### WORK TO BE COMPLETED
Retype all of the data without changing a single word.

### DATA FOR THE TASK
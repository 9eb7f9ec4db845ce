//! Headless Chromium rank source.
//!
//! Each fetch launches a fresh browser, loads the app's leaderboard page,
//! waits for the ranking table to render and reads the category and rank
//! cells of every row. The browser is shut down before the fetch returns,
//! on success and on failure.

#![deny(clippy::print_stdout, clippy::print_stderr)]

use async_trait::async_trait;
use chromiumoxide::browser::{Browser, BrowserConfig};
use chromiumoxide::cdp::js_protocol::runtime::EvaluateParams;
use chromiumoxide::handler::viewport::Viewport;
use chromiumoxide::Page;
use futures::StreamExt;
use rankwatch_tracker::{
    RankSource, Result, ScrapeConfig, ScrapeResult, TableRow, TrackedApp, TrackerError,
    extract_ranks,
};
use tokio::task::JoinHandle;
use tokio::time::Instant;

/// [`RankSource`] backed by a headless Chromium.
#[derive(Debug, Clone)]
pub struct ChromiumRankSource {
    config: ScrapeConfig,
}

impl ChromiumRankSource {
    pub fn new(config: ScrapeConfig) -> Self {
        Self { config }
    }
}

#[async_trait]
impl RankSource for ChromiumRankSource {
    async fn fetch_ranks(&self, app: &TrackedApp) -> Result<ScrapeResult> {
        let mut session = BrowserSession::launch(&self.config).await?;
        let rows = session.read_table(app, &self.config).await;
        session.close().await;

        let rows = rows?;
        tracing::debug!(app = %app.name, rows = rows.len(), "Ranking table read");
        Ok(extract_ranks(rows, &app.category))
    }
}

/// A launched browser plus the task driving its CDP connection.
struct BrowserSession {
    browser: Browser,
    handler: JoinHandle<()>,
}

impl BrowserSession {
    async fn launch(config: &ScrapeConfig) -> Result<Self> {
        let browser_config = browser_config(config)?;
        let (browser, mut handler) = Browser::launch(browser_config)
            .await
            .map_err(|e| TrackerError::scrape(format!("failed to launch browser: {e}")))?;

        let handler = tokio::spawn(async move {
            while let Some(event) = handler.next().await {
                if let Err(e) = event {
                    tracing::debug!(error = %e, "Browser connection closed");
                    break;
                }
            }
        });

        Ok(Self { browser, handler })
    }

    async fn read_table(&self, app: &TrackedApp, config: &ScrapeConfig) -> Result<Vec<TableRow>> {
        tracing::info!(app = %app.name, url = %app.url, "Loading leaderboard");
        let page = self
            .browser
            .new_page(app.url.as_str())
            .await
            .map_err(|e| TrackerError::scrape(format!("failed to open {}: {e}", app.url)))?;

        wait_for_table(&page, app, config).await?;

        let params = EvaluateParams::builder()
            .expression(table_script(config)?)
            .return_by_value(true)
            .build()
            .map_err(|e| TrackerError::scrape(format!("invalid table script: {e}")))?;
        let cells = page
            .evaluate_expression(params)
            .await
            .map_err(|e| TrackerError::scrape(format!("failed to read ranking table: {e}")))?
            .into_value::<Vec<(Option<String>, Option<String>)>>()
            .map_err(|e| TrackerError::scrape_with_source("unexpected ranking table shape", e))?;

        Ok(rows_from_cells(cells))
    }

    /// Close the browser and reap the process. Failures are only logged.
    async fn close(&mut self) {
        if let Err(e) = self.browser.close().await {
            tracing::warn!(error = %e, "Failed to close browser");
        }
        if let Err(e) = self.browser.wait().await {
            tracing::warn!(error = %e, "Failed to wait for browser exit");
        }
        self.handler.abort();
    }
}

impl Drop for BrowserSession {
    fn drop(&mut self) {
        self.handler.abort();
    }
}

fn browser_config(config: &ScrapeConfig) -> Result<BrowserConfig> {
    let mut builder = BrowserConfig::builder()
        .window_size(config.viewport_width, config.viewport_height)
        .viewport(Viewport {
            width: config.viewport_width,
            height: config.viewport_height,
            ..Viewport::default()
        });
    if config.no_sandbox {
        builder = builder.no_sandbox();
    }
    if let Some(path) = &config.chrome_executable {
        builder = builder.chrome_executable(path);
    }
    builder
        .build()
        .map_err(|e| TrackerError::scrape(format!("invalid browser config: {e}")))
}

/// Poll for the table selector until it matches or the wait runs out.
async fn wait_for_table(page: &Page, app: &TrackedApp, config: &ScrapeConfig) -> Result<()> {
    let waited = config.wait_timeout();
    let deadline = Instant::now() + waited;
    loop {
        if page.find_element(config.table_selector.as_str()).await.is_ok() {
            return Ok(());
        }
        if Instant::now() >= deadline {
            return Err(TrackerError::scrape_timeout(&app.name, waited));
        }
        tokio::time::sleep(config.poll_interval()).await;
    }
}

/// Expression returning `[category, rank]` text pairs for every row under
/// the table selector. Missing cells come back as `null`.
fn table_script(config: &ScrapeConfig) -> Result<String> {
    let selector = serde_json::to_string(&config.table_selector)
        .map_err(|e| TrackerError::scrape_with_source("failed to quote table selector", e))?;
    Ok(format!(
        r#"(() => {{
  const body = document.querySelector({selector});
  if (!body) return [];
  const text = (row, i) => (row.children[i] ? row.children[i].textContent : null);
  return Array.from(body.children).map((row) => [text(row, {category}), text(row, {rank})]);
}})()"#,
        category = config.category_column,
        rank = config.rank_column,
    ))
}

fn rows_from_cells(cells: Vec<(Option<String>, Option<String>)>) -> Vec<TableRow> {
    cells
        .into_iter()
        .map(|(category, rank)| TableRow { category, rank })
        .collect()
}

### ANSWER SECTION
repository 9eb7f9ec4db845ce
//! Headless Chromium rank source.
//!
//! Each fetch launches a fresh browser, loads the app's leaderboard page,
//! waits for the ranking table to render and reads the category and rank
//! cells of every row. The browser is shut down before the fetch returns,
//! on success and on failure.

#![deny(clippy::print_stdout, clippy::print_stderr)]

use async_trait::async_trait;
use chromiumoxide::browser::{Browser, BrowserConfig};
use chromiumoxide::cdp::js_protocol::runtime::EvaluateParams;
use chromiumoxide::handler::viewport::Viewport;
use chromiumoxide::Page;
use futures::StreamExt;
use rankwatch_tracker::{
    RankSource, Result, ScrapeConfig, ScrapeResult, TableRow, TrackedApp, TrackerError,
    extract_ranks,
};
use tokio::task::JoinHandle;
use tokio::time::Instant;

/// [`RankSource`] backed by a headless Chromium.
#[derive(Debug, Clone)]
pub struct ChromiumRankSource {
    config: ScrapeConfig,
}

impl ChromiumRankSource {
    pub fn new(config: ScrapeConfig) -> Self {
        Self { config }
    }
}

#[async_trait]
impl RankSource for ChromiumRankSource {
    async fn fetch_ranks(&self, app: &TrackedApp) -> Result<ScrapeResult> {
        let mut session = BrowserSession::launch(&self.config).await?;
        let rows = session.read_table(app, &self.config).await;
        session.close().await;

        let rows = rows?;
        tracing::debug!(app = %app.name, rows = rows.len(), "Ranking table read");
        Ok(extract_ranks(rows, &app.category))
    }
}

/// A launched browser plus the task driving its CDP connection.
struct BrowserSession {
    browser: Browser,
    handler: JoinHandle<()>,
}

impl BrowserSession {
    async fn launch(config: &ScrapeConfig) -> Result<Self> {
        let browser_config = browser_config(config)?;
        let (browser, mut handler) = Browser::launch(browser_config)
            .await
            .map_err(|e| TrackerError::scrape(format!("failed to launch browser: {e}")))?;

        let handler = tokio::spawn(async move {
            while let Some(event) = handler.next().await {
                if let Err(e) = event {
                    tracing::debug!(error = %e, "Browser connection closed");
                    break;
                }
            }
        });

        Ok(Self { browser, handler })
    }

    async fn read_table(&self, app: &TrackedApp, config: &ScrapeConfig) -> Result<Vec<TableRow>> {
        tracing::info!(app = %app.name, url = %app.url, "Loading leaderboard");
        let page = self
            .browser
            .new_page(app.url.as_str())
            .await
            .map_err(|e| TrackerError::scrape(format!("failed to open {}: {e}", app.url)))?;

        wait_for_table(&page, app, config).await?;

        let params = EvaluateParams::builder()
            .expression(table_script(config)?)
            .return_by_value(true)
            .build()
            .map_err(|e| TrackerError::scrape(format!("invalid table script: {e}")))?;
        let cells = page
            .evaluate_expression(params)
            .await
            .map_err(|e| TrackerError::scrape(format!("failed to read ranking table: {e}")))?
            .into_value::<Vec<(Option<String>, Option<String>)>>()
            .map_err(|e| TrackerError::scrape_with_source("unexpected ranking table shape", e))?;

        Ok(rows_from_cells(cells))
    }

    /// Close the browser and reap the process. Failures are only logged.
    async fn close(&mut self) {
        if let Err(e) = self.browser.close().await {
            tracing::warn!(error = %e, "Failed to close browser");
        }
        if let Err(e) = self.browser.wait().await {
            tracing::warn!(error = %e, "Failed to wait for browser exit");
        }
        self.handler.abort();
    }
}

impl Drop for BrowserSession {
    fn drop(&mut self) {
        self.handler.abort();
    }
}

fn browser_config(config: &ScrapeConfig) -> Result<BrowserConfig> {
    let mut builder = BrowserConfig::builder()
        .window_size(config.viewport_width, config.viewport_height)
        .viewport(Viewport {
            width: config.viewport_width,
            height: config.viewport_height,
            ..Viewport::default()
        });
    if config.no_sandbox {
        builder = builder.no_sandbox();
    }
    if let Some(path) = &config.chrome_executable {
        builder = builder.chrome_executable(path);
    }
    builder
        .build()
        .map_err(|e| TrackerError::scrape(format!("invalid browser config: {e}")))
}

/// Poll for the table selector until it matches or the wait runs out.
async fn wait_for_table(page: &Page, app: &TrackedApp, config: &ScrapeConfig) -> Result<()> {
    let waited = config.wait_timeout();
    let deadline = Instant::now() + waited;
    loop {
        if page.find_element(config.table_selector.as_str()).await.is_ok() {
            return Ok(());
        }
        if Instant::now() >= deadline {
            return Err(TrackerError::scrape_timeout(&app.name, waited));
        }
        tokio::time::sleep(config.poll_interval()).await;
    }
}

/// Expression returning `[category, rank]` text pairs for every row under
/// the table selector. Missing cells come back as `null`.
fn table_script(config: &ScrapeConfig) -> Result<String> {
    let selector = serde_json::to_string(&config.table_selector)
        .map_err(|e| TrackerError::scrape_with_source("failed to quote table selector", e))?;
    Ok(format!(
        r#"(() => {{
  const body = document.querySelector({selector});
  if (!body) return [];
  const text = (row, i) => (row.children[i] ? row.children[i].textContent : null);
  return Array.from(body.children).map((row) => [text(row, {category}), text(row, {rank})]);
}})()"#,
        category = config.category_column,
        rank = config.rank_column,
    ))
}

fn rows_from_cells(cells: Vec<(Option<String>, Option<String>)>) -> Vec<TableRow> {
    cells
        .into_iter()
        .map(|(category, rank)| TableRow { category, rank })
        .collect()
}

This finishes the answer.